§ **WHAT TO PRODUCE**: Nothing but the lines from the one with "use std::time::Instant;" down to the one with "use crate::output_record::OutputRecord;" should be returned, exactly and with both ends included, from the material below.

§ **SUPPLIED DATA**:
//! Query pipeline: parse count → encode → search → map.

use std::sync::Arc;
use std::time::Instant;

use bytes::Bytes;
use clip_encoder::{Query, QueryEncoder};
use tracing::{error, info, instrument};
use vector_index::{ResultCount, SimilarityIndex};

use crate::errors::SearchError;
use crate::mapper::ResultMapper;
use crate::output_record::OutputRecord;

/// One search request as received from a client.
#[derive(Debug, Clone)]
pub struct SearchRequest {
    pub query: Query,
    /// Raw count string; validated before any encoding work.
    pub count: String,
}

/// Stateless orchestrator shared by all requests.
#[derive(Clone)]
pub struct SearchPipeline {
    encoder: Arc<dyn QueryEncoder>,
    index: Arc<dyn SimilarityIndex>,
    mapper: ResultMapper,
}

impl SearchPipeline {
    pub fn new(
        encoder: Arc<dyn QueryEncoder>,
        index: Arc<dyn SimilarityIndex>,
        mapper: ResultMapper,
    ) -> Self {
        Self {
            encoder,
            index,
            mapper,
        }
    }

    pub async fn search_by_text(
        &self,
        text: impl Into<String>,
        count: impl Into<String>,
    ) -> Result<Vec<OutputRecord>, SearchError> {
        self.search(SearchRequest {
            query: Query::Text(text.into()),
            count: count.into(),
        })
        .await
    }

    pub async fn search_by_image(
        &self,
        image: Bytes,
        count: impl Into<String>,
    ) -> Result<Vec<OutputRecord>, SearchError> {
        self.search(SearchRequest {
            query: Query::ImageBlob(image),
            count: count.into(),
        })
        .await
    }

    pub async fn search_by_url(
        &self,
        url: impl Into<String>,
        count: impl Into<String>,
    ) -> Result<Vec<OutputRecord>, SearchError> {
        self.search(SearchRequest {
            query: Query::ImageUrl(url.into()),
            count: count.into(),
        })
        .await
    }

    /// Runs one request end to end. Any failure fails the whole request;
    /// the cause is logged here before the error is returned.
    #[instrument(skip_all, fields(modality = req.query.modality(), backend = self.index.backend()))]
    pub async fn search(&self, req: SearchRequest) -> Result<Vec<OutputRecord>, SearchError> {
        let started = Instant::now();
        match self.run(&req).await {
            Ok(records) => {
                info!(
                    count = %req.count.trim(),
                    results = records.len(),
                    elapsed_ms = started.elapsed().as_millis() as u64,
                    "search: done"
                );
                Ok(records)
            }
            Err(e) => {
                error!(code = e.code(), cause = %e, "search: failed");
                Err(e)
            }
        }
    }

    async fn run(&self, req: &SearchRequest) -> Result<Vec<OutputRecord>, SearchError> {
        let k: ResultCount = req.count.parse()?;
        let vector = self.encoder.encode(&req.query).await?;
        let matches = self.index.search(&vector, k).await?;
        let records = self.mapper.map_all(&matches)?;
        Ok(records)
    }
}
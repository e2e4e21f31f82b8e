//! Webcam similarity search orchestration.
//!
//! [`SearchPipeline`] validates the requested count, encodes the query,
//! searches the index, and maps each match into an [`OutputRecord`]. It holds
//! no per-request state, so one instance serves all requests concurrently.

pub mod errors;
pub mod mapper;
pub mod output_record;
pub mod pipeline;

pub use errors::{MapError, SearchError};
pub use mapper::{MappingPolicy, ResultMapper};
pub use output_record::{Links, Location, OutputRecord, Urls, WebcamId};
pub use pipeline::{SearchPipeline, SearchRequest};
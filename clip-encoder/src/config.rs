//! Configuration layer: reads encoder settings from environment variables.

use std::path::PathBuf;
use std::time::Duration;

use crate::errors::EncodeError;

/// Runtime configuration for the CLIP encoder.
#[derive(Debug, Clone)]
pub struct EncoderConfig {
    /// Model identifier, e.g. `openai/clip-vit-base-patch32`.
    pub model_id: String,
    /// Root directory holding one sub-directory per model identifier.
    pub models_dir: PathBuf,
    /// Expected embedding length; every produced vector is checked when set.
    pub expected_dim: Option<usize>,
    /// Intra-op threads per ONNX session.
    pub inference_threads: usize,
    /// Upper bound on a remote image download.
    pub fetch_timeout: Duration,
    /// Largest accepted remote image body, in bytes.
    pub fetch_max_bytes: usize,
}

impl EncoderConfig {
    /// Creates a config for `model_id` with default knobs.
    pub fn new(model_id: impl Into<String>) -> Self {
        Self {
            model_id: model_id.into(),
            models_dir: PathBuf::from("models"),
            expected_dim: None,
            inference_threads: 4,
            fetch_timeout: Duration::from_secs(10),
            fetch_max_bytes: 20 * 1024 * 1024,
        }
    }

    /// Build configuration from environment variables.
    ///
    /// Environment variables used:
    /// - `MODEL_ID` (required)
    /// - `MODELS_DIR` (default: "models")
    /// - `EMBEDDING_DIM` (optional)
    /// - `INFERENCE_THREADS` (default: 4)
    /// - `IMAGE_FETCH_TIMEOUT_SECS` (default: 10)
    /// - `IMAGE_FETCH_MAX_BYTES` (default: 20 MiB)
    pub fn from_env() -> Result<Self, EncodeError> {
        let model_id = std::env::var("MODEL_ID")
            .ok()
            .filter(|v| !v.trim().is_empty())
            .ok_or_else(|| EncodeError::Config("missing env variable: MODEL_ID".into()))?;

        let mut cfg = Self::new(model_id.trim());

        if let Ok(dir) = std::env::var("MODELS_DIR") {
            if !dir.trim().is_empty() {
                cfg.models_dir = PathBuf::from(dir);
            }
        }
        cfg.expected_dim = read_usize_env("EMBEDDING_DIM")?;
        if let Some(n) = read_usize_env("INFERENCE_THREADS")? {
            cfg.inference_threads = n;
        }
        if let Some(secs) = read_usize_env("IMAGE_FETCH_TIMEOUT_SECS")? {
            cfg.fetch_timeout = Duration::from_secs(secs as u64);
        }
        if let Some(n) = read_usize_env("IMAGE_FETCH_MAX_BYTES")? {
            cfg.fetch_max_bytes = n;
        }

        cfg.validate()?;
        Ok(cfg)
    }

    /// Validates config values.
    pub fn validate(&self) -> Result<(), EncodeError> {
        if self.model_id.trim().is_empty() {
            return Err(EncodeError::Config("model_id is empty".into()));
        }
        if self.expected_dim == Some(0) {
            return Err(EncodeError::Config("EMBEDDING_DIM must be > 0".into()));
        }
        if self.inference_threads == 0 {
            return Err(EncodeError::Config("INFERENCE_THREADS must be > 0".into()));
        }
        if self.fetch_max_bytes == 0 {
            return Err(EncodeError::Config("IMAGE_FETCH_MAX_BYTES must be > 0".into()));
        }
        Ok(())
    }

    /// Directory holding the model files: `<models_dir>/<model_id>`.
    pub fn model_dir(&self) -> PathBuf {
        self.models_dir.join(&self.model_id)
    }
}

/// Read an optional `usize` from env; unset or empty yields `Ok(None)`.
fn read_usize_env(key: &str) -> Result<Option<usize>, EncodeError> {
    match std::env::var(key) {
        Ok(v) if !v.trim().is_empty() => v
            .trim()
            .parse::<usize>()
            .map(Some)
            .map_err(|_| EncodeError::Config(format!("failed to parse env variable: {key} = '{v}'"))),
        _ => Ok(None),
    }
}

§ **PROBLEM SOLUTION**:
use std::time::Instant;

use bytes::Bytes;
use clip_encoder::{Query, QueryEncoder};
use tracing::{error, info, instrument};
use vector_index::{ResultCount, SimilarityIndex};

use crate::errors::SearchError;
use crate::mapper::ResultMapper;
use crate::output_record::OutputRecord;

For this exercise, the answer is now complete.